Milton was wide open and Mogadores Main lake was open. Hopefully it can rebuild solid clear safe ice now.


----------



## hunt4smallies (Feb 4, 2009)

i fished both of these twice and never saw any bad ice, moggie was 4" clear ice and foot was 4- 6 of the best lookin ice u could ask fur


----------



## Bucket Mouth (Aug 13, 2007)

All you east side guys should sell your gear. I'll pay ya .15 cents on the dollar muhaha. Got out saturday in the rain about an hour into MI from Toledo. 5 inches of good solid ice with about 3 inches of water on top of it. I'll be doing a 3 day fishing trip in the same area this upcoming weekend.


----------



## trapperjon (Mar 11, 2008)

Bucket mouth..... That was just mean. Would you consider 25 cts on the dollar


----------



## hunt4smallies (Feb 4, 2009)

3" of water, no thanks, your ice will be like ours if that on top dont freeze( aka- gone!)


----------



## Bucket Mouth (Aug 13, 2007)

hunt4smallies said:


> 3" of water, no thanks, your ice will be like ours if that on top dont freeze( aka- gone!)


Yea, I'm sure yesterday wasn't very safe. 

I was fishing on some pretty solid crust that didn't have water on it, but on my way to that spot I walked through the water, which was above black ice. Total optical illusion where it seemed like there was no ice whatsover when it was actually 5 inches. It's gonna get real cold up there and it'll be back to $$$ by Friday.

Trapperjon - Yes. Yes, I will consider .25 on the dollar.


----------



## lovin life (Jan 2, 2010)

Nimi Main Street cove is still iced over. Only body of water I've seen with ice. Sure its thin though. 

Sent from my SPH-L710 using Ohub Campfire mobile app


----------



## lovin life (Jan 2, 2010)

Great news! Beginning of next week high in teens, lows single digits baby !!!!!!!!!

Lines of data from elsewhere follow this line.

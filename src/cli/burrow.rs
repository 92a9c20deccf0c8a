use chrono::NaiveDate;
use clap::{Parser, Subcommand};
use serde_json::Value;

use crate::{
    api::{Source, apsystems::EnergyLevel},
    cli::apsystems::ApiArgs,
    coordinator::Coordinator,
    entity::Entities,
    prelude::*,
    tables::build_entities_table,
};

#[derive(Parser)]
pub struct BurrowArgs {
    #[command(subcommand)]
    command: BurrowCommand,
}

impl BurrowArgs {
    pub async fn run(self) -> Result {
        match self.command {
            BurrowCommand::Snapshot(args) => args.run().await,
            BurrowCommand::InverterEnergyToday(args) => args.run().await,
            BurrowCommand::InverterPower(args) => args.run().await,
            BurrowCommand::InverterBatch(args) => args.run().await,
            BurrowCommand::EcuEnergy(args) => args.run().await,
        }
    }
}

#[derive(Subcommand)]
pub enum BurrowCommand {
    /// Run a single polling cycle and print the sensors.
    Snapshot(BurrowSnapshotArgs),

    /// Fetch today's energy of a single inverter.
    InverterEnergyToday(BurrowInverterEnergyTodayArgs),

    /// Fetch today's power telemetry of the inverters under an ECU.
    InverterPower(BurrowInverterPowerArgs),

    /// Fetch the power or energy of all inverters under an ECU on the specific date.
    InverterBatch(BurrowInverterBatchArgs),

    /// Fetch the energy summary of an ECU, or its energy on the specific date.
    EcuEnergy(BurrowEcuEnergyArgs),
}

#[derive(Parser)]
pub struct BurrowSnapshotArgs {
    #[clap(flatten)]
    api: ApiArgs,
}

impl BurrowSnapshotArgs {
    async fn run(self) -> Result {
        let coordinator = Coordinator::new(self.api.connect()?);
        let snapshot = coordinator.refresh().await?;
        for error in &snapshot.errors {
            warn!("{error}");
        }
        let entities = Entities::discover(coordinator.source().system_id(), &snapshot);
        println!("{}", build_entities_table(&entities, &snapshot));
        Ok(())
    }
}

#[derive(Parser)]
pub struct BurrowInverterEnergyTodayArgs {
    #[clap(flatten)]
    api: ApiArgs,

    #[clap(long = "inverter-id", alias = "uid")]
    inverter_id: String,
}

impl BurrowInverterEnergyTodayArgs {
    async fn run(self) -> Result {
        let coordinator = Coordinator::new(self.api.connect()?);
        print_json(&Value::Object(coordinator.inverter_energy_today(&self.inverter_id).await))
    }
}

#[derive(Parser)]
pub struct BurrowInverterPowerArgs {
    #[clap(flatten)]
    api: ApiArgs,

    #[clap(long = "ecu-id", alias = "eid")]
    ecu_id: String,
}

impl BurrowInverterPowerArgs {
    async fn run(self) -> Result {
        let coordinator = Coordinator::new(self.api.connect()?);
        print_json(&Value::Object(coordinator.inverter_power(&self.ecu_id).await))
    }
}

#[derive(Parser)]
pub struct BurrowInverterBatchArgs {
    #[clap(flatten)]
    api: ApiArgs,

    #[clap(long = "ecu-id", alias = "eid")]
    ecu_id: String,

    #[clap(long, value_enum, default_value_t = EnergyLevel::Energy)]
    level: EnergyLevel,

    #[clap(long)]
    date: NaiveDate,
}

impl BurrowInverterBatchArgs {
    async fn run(self) -> Result {
        let batch = self
            .api
            .connect()?
            .get_inverter_batch_energy(&self.ecu_id, self.level, self.date)
            .await?;
        print_json(&Value::Object(batch))
    }
}

#[derive(Parser)]
pub struct BurrowEcuEnergyArgs {
    #[clap(flatten)]
    api: ApiArgs,

    #[clap(long = "ecu-id", alias = "eid")]
    ecu_id: String,

    /// Fetch the energy on this date instead of the summary.
    #[clap(long)]
    date: Option<NaiveDate>,
}

impl BurrowEcuEnergyArgs {
    async fn run(self) -> Result {
        let api = self.api.connect()?;
        let energy = match self.date {
            Some(date) => api.get_ecu_energy_period(&self.ecu_id, date, date).await?,
            None => api.get_ecu_energy(&self.ecu_id).await?,
        };
        print_json(&Value::Object(energy))
    }
}

fn print_json(value: &Value) -> Result {
    println!("{}", serde_json::to_string_pretty(value)?);
    Ok(())
}
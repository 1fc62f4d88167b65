use crate::error::{CrunchError, Result};
use crate::hash;
use image::{imageops, RgbaImage};
use std::path::Path;
use tracing::warn;

/// One input image after load-time processing (premultiply, trim).
///
/// `pixels` holds the trimmed RGBA8 buffer; the `frame_*` fields record where
/// that buffer sits inside the original, untrimmed image. When trimming is
/// disabled (or was a no-op) the frame equals the raw image with
/// `frame_x == frame_y == 0`.
#[derive(Debug, Clone)]
pub struct Bitmap {
    pub name: String,
    pub frame_x: i32,
    pub frame_y: i32,
    pub frame_w: u32,
    pub frame_h: u32,
    /// Content fingerprint over width, height and the pixel bytes.
    pub hash_value: u64,
    pub pixels: RgbaImage,
}

impl Bitmap {
    /// Decodes `path` and runs the load pipeline.
    pub fn load(path: &Path, name: impl Into<String>, premultiply: bool, trim: bool) -> Result<Self> {
        let img = image::open(path).map_err(|source| CrunchError::Decode {
            path: path.to_path_buf(),
            source,
        })?;
        Ok(Self::from_rgba(name, img.to_rgba8(), premultiply, trim))
    }

    /// Builds a bitmap from an in-memory RGBA buffer.
    pub fn from_rgba(name: impl Into<String>, mut rgba: RgbaImage, premultiply: bool, trim: bool) -> Self {
        let name = name.into();

        if premultiply {
            for px in rgba.pixels_mut() {
                let m = px[3] as f32 / 255.0;
                px[0] = (px[0] as f32 * m) as u8;
                px[1] = (px[1] as f32 * m) as u8;
                px[2] = (px[2] as f32 * m) as u8;
            }
        }

        let (w, h) = rgba.dimensions();
        let (mut min_x, mut min_y, mut max_x, mut max_y) = (0u32, 0u32, w.saturating_sub(1), h.saturating_sub(1));
        if trim {
            let mut found = false;
            let (mut lo_x, mut lo_y, mut hi_x, mut hi_y) = (w, h, 0u32, 0u32);
            for (x, y, px) in rgba.enumerate_pixels() {
                if px[3] > 0 {
                    lo_x = lo_x.min(x);
                    lo_y = lo_y.min(y);
                    hi_x = hi_x.max(x);
                    hi_y = hi_y.max(y);
                    found = true;
                }
            }
            if found {
                (min_x, min_y, max_x, max_y) = (lo_x, lo_y, hi_x, hi_y);
            } else {
                warn!("image is completely transparent: {name}");
            }
        }

        let tw = max_x - min_x + 1;
        let th = max_y - min_y + 1;
        let (frame_x, frame_y, pixels) = if tw == w && th == h {
            (0, 0, rgba)
        } else {
            (
                -(min_x as i32),
                -(min_y as i32),
                imageops::crop_imm(&rgba, min_x, min_y, tw, th).to_image(),
            )
        };

        let mut hash_value = 0u64;
        hash::combine(&mut hash_value, tw as u64);
        hash::combine(&mut hash_value, th as u64);
        hash::hash_data(&mut hash_value, pixels.as_raw());

        Self {
            name,
            frame_x,
            frame_y,
            frame_w: w,
            frame_h: h,
            hash_value,
            pixels,
        }
    }

    /// Trimmed width in pixels.
    pub fn width(&self) -> u32 {
        self.pixels.width()
    }

    /// Trimmed height in pixels.
    pub fn height(&self) -> u32 {
        self.pixels.height()
    }

    /// True iff dimensions match and the pixel buffers are byte-equal.
    pub fn equals(&self, other: &Bitmap) -> bool {
        self.pixels.dimensions() == other.pixels.dimensions()
            && self.pixels.as_raw() == other.pixels.as_raw()
    }
}

/// Blits `src` into `dst` at `(tx, ty)`, overwriting destination pixels.
pub fn copy_pixels(dst: &mut RgbaImage, src: &RgbaImage, tx: u32, ty: u32) {
    for (x, y, px) in src.enumerate_pixels() {
        dst.put_pixel(tx + x, ty + y, *px);
    }
}

/// Blits `src` into `dst` rotated 90 degrees clockwise.
///
/// Source pixel `(x, y)` lands at `(tx + src.height - 1 - y, ty + x)`; the
/// destination region is `src.height` wide and `src.width` tall.
pub fn copy_pixels_rot(dst: &mut RgbaImage, src: &RgbaImage, tx: u32, ty: u32) {
    let sh = src.height();
    for (x, y, px) in src.enumerate_pixels() {
        dst.put_pixel(tx + (sh - 1 - y), ty + x, *px);
    }
}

Sent from my SPH-L710 using Ohub Campfire mobile app


----------



## yonderfishin (Apr 9, 2006)

I checked the local reservoir yesterday. A good one inch of clear ice over the entire thing. With these temps im betting its closer to two inches today. We have atleast one 40 degree day in the near forecast but i dont think there is supposed to be any precipitation with it


----------